The bill has cleared the Lok Sabha and is now with the Rajya Sabha, where the Congress and other parties have demanded a series of amendments.
If that happens, the bill will go back to the Lok Sabha and will then have to be ratified by at least half of the 29 state legislatures before being sent to the president for his assent.
“However, a break-down of Chinese market due to poor economic numbers and weakening of Indian rupee against the US dollar capped the gains in the truncated week gone by,” Jain said.
On a weekly basis, the rupee weakened by 57 paise to 66.76 to a US dollar (November 27) from its previous close of 66.19 (November 20).
The value of the Indian rupee has been dented due to selling spree in the Indian debt and equity markets by foreign funds ahead of the US Fed’s imminent rate hike decision slated for December.
“Global action and rhetoric against terror formed a backdrop, while improved chances of US Fed pushing rates higher in December, weighed on FPIs (Foreign Portfolio Investors),” Anand James, co-head, technical research desk with Geojit BNP Paribas Financial Services, told IANS.
The National Securities Depository Limited (NSDL) data, showed that the FPIs sold Rs.1,538.66 crore or $232.44 million in equity and debt markets from November 23 to 27.
The data with stock exchanges showed that the FPIs sold stocks worth Rs.1,492.84 crore in the period under review ended November 27.
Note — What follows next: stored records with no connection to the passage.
//! Merge and dedup of parallel result sets
//!
//! Documents are keyed by the SHA-256 of their text. For each key the entry
//! with the strictly highest distance wins; the first one seen wins ties.
//! The merged list is ordered by distance descending, ties broken by the
//! order in which each retained key was first seen.

use lexforge_common::models::{Metadata, QueryResult};
use sha2::{Digest, Sha256};
use std::collections::HashMap;

/// Stable content hash of a document text
pub fn content_hash(document: &str) -> String {
    hex::encode(Sha256::digest(document.as_bytes()))
}

/// Combine scored results into one deduplicated top-`k` result.
///
/// Non-text documents and results without distances are ignored.
pub fn merge_and_sort_query_results(results: &[QueryResult], k: usize) -> QueryResult {
    let mut positions: HashMap<String, usize> = HashMap::new();
    let mut combined: Vec<(f32, String, Metadata)> = Vec::new();

    for result in results {
        let Some(distances) = &result.distances else {
            continue;
        };
        for ((distance, document), metadata) in distances.iter().zip(&result.documents).zip(&result.metadatas) {
            let Some(document) = document else {
                continue;
            };
            let hash = content_hash(document);
            match positions.get(&hash) {
                Some(&pos) => {
                    if *distance > combined[pos].0 {
                        combined[pos] = (*distance, document.clone(), metadata.clone());
                    }
                }
                None => {
                    positions.insert(hash, combined.len());
                    combined.push((*distance, document.clone(), metadata.clone()));
                }
            }
        }
    }

    // Stable sort: ties keep first-seen order
    combined.sort_by(|a, b| b.0.total_cmp(&a.0));
    combined.truncate(k);

    let mut merged = QueryResult {
        documents: Vec::with_capacity(combined.len()),
        metadatas: Vec::with_capacity(combined.len()),
        distances: Some(Vec::with_capacity(combined.len())),
    };
    for (distance, document, metadata) in combined {
        merged.documents.push(Some(document));
        merged.metadatas.push(metadata);
        if let Some(d) = merged.distances.as_mut() {
            d.push(distance);
        }
    }
    merged
}

/// Concatenate full-collection reads in order, without dedup or scores
pub fn merge_get_results(results: Vec<QueryResult>) -> QueryResult {
    let mut merged = QueryResult::empty();
    for result in results {
        merged.documents.extend(result.documents);
        merged.metadatas.extend(result.metadatas);
    }
    merged
}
The FPIs have taken out Rs.23,352 crore during the period August-September. Till date in November, the foreign investors have off-loaded stocks worth over Rs.6,000 crore.
However, increased expectations of European Central Bank (ECB) announcing a stimulus package during its next monetary policy meet slated for December 3 and rising European stocks gave a positive cue to Indian markets.
“Sentiments turned mildly positive, helped by strong European markets, which were buoyed by expectations of ECB stimulus packages,” James added.
The markets expects stimulus measures from ECB after latest data showed that Ge’many’s GDP (Gross Domestic Product) growth slowed to 0.3 percent from 0.4 percent on QoQ (quarter-on-quarter) basis due to weak exports and investments.
Furthermore, a healthy rollover rate during the derivatives expiry despite the reduction in lot size in futures and options (F&O) segment by the Securities and Exchange Board of India (SEBI) has restored confidence of the investors.
“The positive outcome of the F&O expiry gave a healthy momentum to the market. There was some bit of buying which emerged after the expiry,” Vaibhav Agarwal, vice president and research head at Angel Broking, told IANS.
Indian benchmark indices terminated the November F&O series on a strong note with gains of around 0.7 percent.